The search to find a permanent leader for the GLBT Historical Society in San Francisco is formally underway. It comes as the LGBTQ institution is working with city officials to find it a site to build a new, larger museum and archival research center.
After Terry Beswick resigned in September as executive director, the nonprofit named staffers Kelsi Evans and Andrew Shaffer as its interim co-executive directors. Evans had been hired as director of the Dr. John P. De Cecco Archives & Special Collections with the society, while Shaffer was directing the society's outreach, media, and fundraising programs.
The society has engaged the firm Brakeley Search to help it conduct its search for a new executive director. It posted a six-page position specification March 20 online as it ramps up its hiring process.
"We started accepting applications this month in late March," Shaffer, a gay man, told the Bay Area Reporter in a recent phone interview. "We are hoping to find someone fairly quickly if they can come in and check all of our boxes.

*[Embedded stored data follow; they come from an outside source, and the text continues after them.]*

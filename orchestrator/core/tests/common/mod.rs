// Copyright (c) 2026 100monkeys.ai
// SPDX-License-Identifier: AGPL-3.0

//! In-memory collaborators shared by the integration tests.

#![allow(dead_code)]

use aegis_host_core::domain::host::{Hostname, IpVersion};
use aegis_host_core::domain::network::AddressResolver;
use aegis_host_core::domain::rule_table::{parse_listing, RuleTable, RuleTableError, TableId};
use async_trait::async_trait;
use parking_lot::Mutex;
use std::collections::{HashMap, HashSet};
use std::net::IpAddr;

/// Rule tables of any number of hosts, kept in memory.
#[derive(Default)]
pub struct MemoryRuleTable {
    tables: Mutex<HashMap<(Hostname, TableId), Vec<String>>>,
    replaces: Mutex<Vec<(Hostname, TableId)>>,
    flushes: Mutex<Vec<(Hostname, TableId)>>,
    failing_replace: Mutex<HashSet<TableId>>,
}

impl MemoryRuleTable {
    pub fn set(&self, hostname: &str, table: TableId, rules: &[&str]) {
        self.tables.lock().insert(
            (Hostname::new(hostname), table),
            rules.iter().map(|r| r.to_string()).collect(),
        );
    }

    pub fn rules(&self, hostname: &str, table: &TableId) -> Vec<String> {
        self.tables
            .lock()
            .get(&(Hostname::new(hostname), table.clone()))
            .cloned()
            .unwrap_or_default()
    }

    pub fn replace_count(&self) -> usize {
        self.replaces.lock().len()
    }

    pub fn flushes(&self) -> Vec<(Hostname, TableId)> {
        self.flushes.lock().clone()
    }

    pub fn fail_replace(&self, table: TableId) {
        self.failing_replace.lock().insert(table);
    }
}

#[async_trait]
impl RuleTable for MemoryRuleTable {
    async fn list_rules(
        &self,
        hostname: &Hostname,
        table: &TableId,
    ) -> Result<Vec<String>, RuleTableError> {
        Ok(self.rules(hostname.as_str(), table))
    }

    async fn replace_table(
        &self,
        hostname: &Hostname,
        table: &TableId,
        content: &str,
    ) -> Result<(), RuleTableError> {
        self.replaces.lock().push((hostname.clone(), table.clone()));
        if self.failing_replace.lock().contains(table) {
            return Err(RuleTableError::ReplaceFailed {
                hostname: hostname.clone(),
                table: table.clone(),
                reason: "iptables-restore: line 2 failed".to_string(),
            });
        }

        let header = format!("*{}", table.name);
        let rules = parse_listing(content)
            .into_iter()
            .filter(|line| *line != header && line != "COMMIT")
            .collect();
        self.tables
            .lock()
            .insert((hostname.clone(), table.clone()), rules);
        Ok(())
    }

    async fn flush_table(&self, hostname: &Hostname, table: &TableId) -> Result<(), RuleTableError> {
        self.flushes.lock().push((hostname.clone(), table.clone()));
        self.tables
            .lock()
            .insert((hostname.clone(), table.clone()), Vec::new());
        Ok(())
    }
}

/// Fixed hostname to address mapping.
#[derive(Default)]
pub struct StaticResolver {
    addresses: Mutex<HashMap<Hostname, Vec<IpAddr>>>,
}

impl StaticResolver {
    pub fn with(self, hostname: &str, address: &str) -> Self {
        self.addresses
            .lock()
            .entry(Hostname::new(hostname))
            .or_default()
            .push(address.parse().unwrap());
        self
    }
}

#[async_trait]
impl AddressResolver for StaticResolver {
    async fn resolve(&self, hostname: &Hostname, ip_version: IpVersion) -> Option<IpAddr> {
        self.addresses
            .lock()
            .get(hostname)
            .and_then(|addresses| addresses.iter().copied().find(|a| ip_version.matches(a)))
    }
}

We know we are looking for a unique person, so it might take a little bit longer."
In addition to helming the efforts to construct a new museum and archival center, the next executive director needs to be adept at fundraising. The COVID-19 pandemic, which led to the closure of its current museum in a Castro district storefront and downtown archive space, impacted the historical society's revenue streams the last two years.
It canceled moving to a larger vacant retail space in the city's LGBTQ neighborhood at the start of the health crisis in 2020. A capital campaign for its planned new museum was also put on hold due to the pandemic.
"We want someone who understands and cares about the work we do and also has really strong leadership skills and fundraising skills. The intention behind this position is to help us grow significantly over the next few years," said Shaffer, who doesn't plan to apply for the position.
Evans, a straight ally, also isn't planning to apply for the position, as she told the B.A.R. she is "happy" overseeing the archives.
Museum plans
With its museum housed in a leased storefront of limited size, the historical society for some years has sought to find a larger, more permanent location, preferably in the Castro. Mayor London Breed budgeted $12 million in the city's fiscal year 2021-2022 budget toward the purchase of a site where the society can build what is billed as the first large-scale, freestanding LGBTQ history museum in the country.
"It is a significant part, working not only with the city but private funders, corporate funders, all sorts of different people to find and program a site. Those two things overlap but both take a lot of energy," said Shaffer in terms of two of the main tasks the new executive director will oversee.
The institution has also worked the last two years to expand its reach online with both its museum and archives needing to be shuttered for prolonged stretches due to COVID restrictions local and state officials imposed. Those virtual efforts will continue under the new executive director, noted Shaffer.
"The last couple of years we realized we have a large audience outside of the Bay Area and outside the U.S.," he noted. "Especially in times like now, where people are being told they can't say gay in Florida and Texas has called in parents of transgender children for child abuse, just for acknowledging your child's existence, we have a lot more people interested in learning about LGBTQ history broadly."
As it happens a Florida LGBTQ historical organization is also looking to hire a new person to lead it. In February, the Stonewall National Museum & Archives in Fort Lauderdale announced the launch of its search for a new executive director. It engaged executive search firm Aspen Leadership Group to assist it in filling the position.
The LGBTQ historical institution's current executive director, Hunter O'Hanian, had announced in November his intention to resign. He will remain in the position until his replacement is found.
"I've found my time working with the Stonewall collections to be exhilarating," stated O'Hanian. "So much gay history in one place. I look forward to learning how the collections continue to diversify and grow under the next leadership!"
The two nonprofits' executive director searches follow the hiring in January of Ben Garcia as the first executive director of the American LGBTQ+ Museum in Manhattan. He started on Valentine's Day.
Formerly deputy executive director and chief learning officer at Ohio History Connection, Garcia and his husband decided to relocate to New York City in order for him to help oversee the museum affiliated with the New-York Historical Society. Its building is under construction and set to open in 2024.